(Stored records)
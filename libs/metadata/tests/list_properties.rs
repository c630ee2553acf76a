//! Property tests for list-valued and claim-valued keys.
//!
//! These hold for any input that avoids the list separator.

use message_metadata::{Claim, MetadataEnvelope};
use proptest::prelude::*;

fn identifier() -> impl Strategy<Value = String> {
    "[A-Za-z0-9_:.@-]{1,24}"
}

proptest! {
    #[test]
    fn prop_connection_ids_round_trip(ids in prop::collection::vec(identifier(), 1..16)) {
        let mut meta = MetadataEnvelope::new();
        meta.add_connection_ids(&ids);
        prop_assert_eq!(meta.try_get_connection_ids(), Some(ids));
    }

    #[test]
    fn prop_group_and_user_lists_round_trip(
        groups in prop::collection::vec(identifier(), 1..8),
        users in prop::collection::vec(identifier(), 1..8),
    ) {
        let mut meta = MetadataEnvelope::new();
        meta.add_groups_name(&groups).add_user_ids(&users);
        prop_assert_eq!(meta.try_get_groups_name(), Some(groups));
        prop_assert_eq!(meta.try_get_user_ids(), Some(users));
    }

    #[test]
    fn prop_last_write_wins(first in identifier(), second in identifier()) {
        let mut meta = MetadataEnvelope::new();
        meta.add_group_name(first).add_group_name(second.clone());
        prop_assert_eq!(meta.len(), 1);
        prop_assert_eq!(meta.try_get_group_name(), Some(second.as_str()));
    }

    #[test]
    fn prop_claims_round_trip(pairs in prop::collection::vec((identifier(), ".*"), 0..6)) {
        let claims: Vec<Claim> = pairs
            .into_iter()
            .map(|(claim_type, value)| Claim::new(claim_type, value))
            .collect();

        let mut meta = MetadataEnvelope::new();
        meta.add_claims(&claims).unwrap();
        prop_assert_eq!(meta.try_get_claims().unwrap(), Some(claims));
    }
}
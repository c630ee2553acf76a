//! Well-known metadata keys and their wire literals.
//!
//! Producers and consumers must agree on these literals byte for byte; they
//! are the only part of the envelope a relay inspects.

use std::fmt;
use std::str::FromStr;

use crate::error::MetadataError;

pub const ACTION_KEY: &str = "action";
pub const CONNECTION_ID_KEY: &str = "connId";
pub const CONNECTION_IDS_KEY: &str = "connIds";
pub const EXCLUDED_IDS_KEY: &str = "excludedIds";
pub const GROUP_NAME_KEY: &str = "groupName";
pub const GROUP_NAMES_KEY: &str = "groupNames";
pub const USER_ID_KEY: &str = "userId";
pub const USER_IDS_KEY: &str = "userIds";
pub const CLAIMS_KEY: &str = "claims";

/// How a key's value is represented on the wire
#[derive(Debug, Clone, Copy, PartialEq, Eq, Hash)]
pub enum KeyEncoding {
    /// Stored as given
    Verbatim,
    /// Elements joined with `,`, no escaping
    CommaList,
    /// JSON array of claim entries
    ClaimsJson,
}

/// Closed vocabulary of addressing and identity fields
#[derive(Debug, Clone, Copy, PartialEq, Eq, Hash, PartialOrd, Ord)]
pub enum WellKnownKey {
    Action,
    ConnectionId,
    ConnectionIdList,
    ExcludedIdList,
    GroupName,
    GroupNameList,
    UserId,
    UserIdList,
    ClaimsList,
}

impl WellKnownKey {
    /// Every key, in declaration order
    pub const ALL: [WellKnownKey; 9] = [
        WellKnownKey::Action,
        WellKnownKey::ConnectionId,
        WellKnownKey::ConnectionIdList,
        WellKnownKey::ExcludedIdList,
        WellKnownKey::GroupName,
        WellKnownKey::GroupNameList,
        WellKnownKey::UserId,
        WellKnownKey::UserIdList,
        WellKnownKey::ClaimsList,
    ];

    /// Wire literal for this key
    pub const fn as_str(self) -> &'static str {
        match self {
            WellKnownKey::Action => ACTION_KEY,
            WellKnownKey::ConnectionId => CONNECTION_ID_KEY,
            WellKnownKey::ConnectionIdList => CONNECTION_IDS_KEY,
            WellKnownKey::ExcludedIdList => EXCLUDED_IDS_KEY,
            WellKnownKey::GroupName => GROUP_NAME_KEY,
            WellKnownKey::GroupNameList => GROUP_NAMES_KEY,
            WellKnownKey::UserId => USER_ID_KEY,
            WellKnownKey::UserIdList => USER_IDS_KEY,
            WellKnownKey::ClaimsList => CLAIMS_KEY,
        }
    }

    pub const fn encoding(self) -> KeyEncoding {
        match self {
            WellKnownKey::Action
            | WellKnownKey::ConnectionId
            | WellKnownKey::GroupName
            | WellKnownKey::UserId => KeyEncoding::Verbatim,
            WellKnownKey::ConnectionIdList
            | WellKnownKey::ExcludedIdList
            | WellKnownKey::GroupNameList
            | WellKnownKey::UserIdList => KeyEncoding::CommaList,
            WellKnownKey::ClaimsList => KeyEncoding::ClaimsJson,
        }
    }

    /// Look up a key by wire literal (case-sensitive)
    pub fn from_wire(literal: &str) -> Option<Self> {
        Self::ALL.iter().copied().find(|key| key.as_str() == literal)
    }
}

impl fmt::Display for WellKnownKey {
    fn fmt(&self, f: &mut fmt::Formatter<'_>) -> fmt::Result {
        f.write_str(self.as_str())
    }
}

impl FromStr for WellKnownKey {
    type Err = MetadataError;

    fn from_str(s: &str) -> Result<Self, Self::Err> {
        Self::from_wire(s).ok_or_else(|| MetadataError::UnknownKey(s.to_string()))
    }
}

impl AsRef<str> for WellKnownKey {
    fn as_ref(&self) -> &str {
        self.as_str()
    }
}

#[cfg(test)]
mod tests {
    use super::*;

    #[test]
    fn test_wire_literals() {
        assert_eq!(WellKnownKey::Action.as_str(), "action");
        assert_eq!(WellKnownKey::ConnectionId.as_str(), "connId");
        assert_eq!(WellKnownKey::ConnectionIdList.as_str(), "connIds");
        assert_eq!(WellKnownKey::ExcludedIdList.as_str(), "excludedIds");
        assert_eq!(WellKnownKey::GroupName.as_str(), "groupName");
        assert_eq!(WellKnownKey::GroupNameList.as_str(), "groupNames");
        assert_eq!(WellKnownKey::UserId.as_str(), "userId");
        assert_eq!(WellKnownKey::UserIdList.as_str(), "userIds");
        assert_eq!(WellKnownKey::ClaimsList.as_str(), "claims");
    }

    #[test]
    fn test_parse_and_display_agree() {
        for key in WellKnownKey::ALL {
            let parsed: WellKnownKey = key.to_string().parse().unwrap();
            assert_eq!(parsed, key);
        }
    }

    #[test]
    fn test_unknown_literal_rejected() {
        let err = "UserId".parse::<WellKnownKey>().unwrap_err();
        assert_eq!(err, MetadataError::UnknownKey("UserId".to_string()));
        assert!(WellKnownKey::from_wire("").is_none());
    }

    #[test]
    fn test_encoding_rules() {
        assert_eq!(WellKnownKey::UserId.encoding(), KeyEncoding::Verbatim);
        assert_eq!(WellKnownKey::GroupNameList.encoding(), KeyEncoding::CommaList);
        assert_eq!(WellKnownKey::ClaimsList.encoding(), KeyEncoding::ClaimsJson);

        let lists = WellKnownKey::ALL
            .iter()
            .filter(|k| k.encoding() == KeyEncoding::CommaList)
            .count();
        assert_eq!(lists, 4);
    }
}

*The task*. Could you type out every entry again exactly as it stands?

*Completed task*.
filename libs/metadata/tests/list_properties.rs
repository c630ee2553acf76a
//! Property tests for list-valued and claim-valued keys.
//!
//! These hold for any input that avoids the list separator.

use message_metadata::{Claim, MetadataEnvelope};
use proptest::prelude::*;

fn identifier() -> impl Strategy<Value = String> {
    "[A-Za-z0-9_:.@-]{1,24}"
}

proptest! {
    #[test]
    fn prop_connection_ids_round_trip(ids in prop::collection::vec(identifier(), 1..16)) {
        let mut meta = MetadataEnvelope::new();
        meta.add_connection_ids(&ids);
        prop_assert_eq!(meta.try_get_connection_ids(), Some(ids));
    }

    #[test]
    fn prop_group_and_user_lists_round_trip(
        groups in prop::collection::vec(identifier(), 1..8),
        users in prop::collection::vec(identifier(), 1..8),
    ) {
        let mut meta = MetadataEnvelope::new();
        meta.add_groups_name(&groups).add_user_ids(&users);
        prop_assert_eq!(meta.try_get_groups_name(), Some(groups));
        prop_assert_eq!(meta.try_get_user_ids(), Some(users));
    }

    #[test]
    fn prop_last_write_wins(first in identifier(), second in identifier()) {
        let mut meta = MetadataEnvelope::new();
        meta.add_group_name(first).add_group_name(second.clone());
        prop_assert_eq!(meta.len(), 1);
        prop_assert_eq!(meta.try_get_group_name(), Some(second.as_str()));
    }

    #[test]
    fn prop_claims_round_trip(pairs in prop::collection::vec((identifier(), ".*"), 0..6)) {
        let claims: Vec<Claim> = pairs
            .into_iter()
            .map(|(claim_type, value)| Claim::new(claim_type, value))
            .collect();

        let mut meta = MetadataEnvelope::new();
        meta.add_claims(&claims).unwrap();
        prop_assert_eq!(meta.try_get_claims().unwrap(), Some(claims));
    }
}
repository c630ee2553acf76a
//! Well-known metadata keys and their wire literals.
//!
//! Producers and consumers must agree on these literals byte for byte; they
//! are the only part of the envelope a relay inspects.

use std::fmt;
use std::str::FromStr;

use crate::error::MetadataError;

pub const ACTION_KEY: &str = "action";
pub const CONNECTION_ID_KEY: &str = "connId";
pub const CONNECTION_IDS_KEY: &str = "connIds";
pub const EXCLUDED_IDS_KEY: &str = "excludedIds";
pub const GROUP_NAME_KEY: &str = "groupName";
pub const GROUP_NAMES_KEY: &str = "groupNames";
pub const USER_ID_KEY: &str = "userId";
pub const USER_IDS_KEY: &str = "userIds";
pub const CLAIMS_KEY: &str = "claims";

/// How a key's value is represented on the wire
#[derive(Debug, Clone, Copy, PartialEq, Eq, Hash)]
pub enum KeyEncoding {
    /// Stored as given
    Verbatim,
    /// Elements joined with `,`, no escaping
    CommaList,
    /// JSON array of claim entries
    ClaimsJson,
}

/// Closed vocabulary of addressing and identity fields
#[derive(Debug, Clone, Copy, PartialEq, Eq, Hash, PartialOrd, Ord)]
pub enum WellKnownKey {
    Action,
    ConnectionId,
    ConnectionIdList,
    ExcludedIdList,
    GroupName,
    GroupNameList,
    UserId,
    UserIdList,
    ClaimsList,
}

impl WellKnownKey {
    /// Every key, in declaration order
    pub const ALL: [WellKnownKey; 9] = [
        WellKnownKey::Action,
        WellKnownKey::ConnectionId,
        WellKnownKey::ConnectionIdList,
        WellKnownKey::ExcludedIdList,
        WellKnownKey::GroupName,
        WellKnownKey::GroupNameList,
        WellKnownKey::UserId,
        WellKnownKey::UserIdList,
        WellKnownKey::ClaimsList,
    ];

    /// Wire literal for this key
    pub const fn as_str(self) -> &'static str {
        match self {
            WellKnownKey::Action => ACTION_KEY,
            WellKnownKey::ConnectionId => CONNECTION_ID_KEY,
            WellKnownKey::ConnectionIdList => CONNECTION_IDS_KEY,
            WellKnownKey::ExcludedIdList => EXCLUDED_IDS_KEY,
            WellKnownKey::GroupName => GROUP_NAME_KEY,
            WellKnownKey::GroupNameList => GROUP_NAMES_KEY,
            WellKnownKey::UserId => USER_ID_KEY,
            WellKnownKey::UserIdList => USER_IDS_KEY,
            WellKnownKey::ClaimsList => CLAIMS_KEY,
        }
    }

    pub const fn encoding(self) -> KeyEncoding {
        match self {
            WellKnownKey::Action
            | WellKnownKey::ConnectionId
            | WellKnownKey::GroupName
            | WellKnownKey::UserId => KeyEncoding::Verbatim,
            WellKnownKey::ConnectionIdList
            | WellKnownKey::ExcludedIdList
            | WellKnownKey::GroupNameList
            | WellKnownKey::UserIdList => KeyEncoding::CommaList,
            WellKnownKey::ClaimsList => KeyEncoding::ClaimsJson,
        }
    }

    /// Look up a key by wire literal (case-sensitive)
    pub fn from_wire(literal: &str) -> Option<Self> {
        Self::ALL.iter().copied().find(|key| key.as_str() == literal)
    }
}

impl fmt::Display for WellKnownKey {
    fn fmt(&self, f: &mut fmt::Formatter<'_>) -> fmt::Result {
        f.write_str(self.as_str())
    }
}

impl FromStr for WellKnownKey {
    type Err = MetadataError;

    fn from_str(s: &str) -> Result<Self, Self::Err> {
        Self::from_wire(s).ok_or_else(|| MetadataError::UnknownKey(s.to_string()))
    }
}

impl AsRef<str> for WellKnownKey {
    fn as_ref(&self) -> &str {
        self.as_str()
    }
}

#[cfg(test)]
mod tests {
    use super::*;

    #[test]
    fn test_wire_literals() {
        assert_eq!(WellKnownKey::Action.as_str(), "action");
        assert_eq!(WellKnownKey::ConnectionId.as_str(), "connId");
        assert_eq!(WellKnownKey::ConnectionIdList.as_str(), "connIds");
        assert_eq!(WellKnownKey::ExcludedIdList.as_str(), "excludedIds");
        assert_eq!(WellKnownKey::GroupName.as_str(), "groupName");
        assert_eq!(WellKnownKey::GroupNameList.as_str(), "groupNames");
        assert_eq!(WellKnownKey::UserId.as_str(), "userId");
        assert_eq!(WellKnownKey::UserIdList.as_str(), "userIds");
        assert_eq!(WellKnownKey::ClaimsList.as_str(), "claims");
    }

    #[test]
    fn test_parse_and_display_agree() {
        for key in WellKnownKey::ALL {
            let parsed: WellKnownKey = key.to_string().parse().unwrap();
            assert_eq!(parsed, key);
        }
    }

    #[test]
    fn test_unknown_literal_rejected() {
        let err = "UserId".parse::<WellKnownKey>().unwrap_err();
        assert_eq!(err, MetadataError::UnknownKey("UserId".to_string()));
        assert!(WellKnownKey::from_wire("").is_none());
    }

    #[test]
    fn test_encoding_rules() {
        assert_eq!(WellKnownKey::UserId.encoding(), KeyEncoding::Verbatim);
        assert_eq!(WellKnownKey::GroupNameList.encoding(), KeyEncoding::CommaList);
        assert_eq!(WellKnownKey::ClaimsList.encoding(), KeyEncoding::ClaimsJson);

        let lists = WellKnownKey::ALL
            .iter()
            .filter(|k| k.encoding() == KeyEncoding::CommaList)
            .count();
        assert_eq!(lists, 4);
    }
}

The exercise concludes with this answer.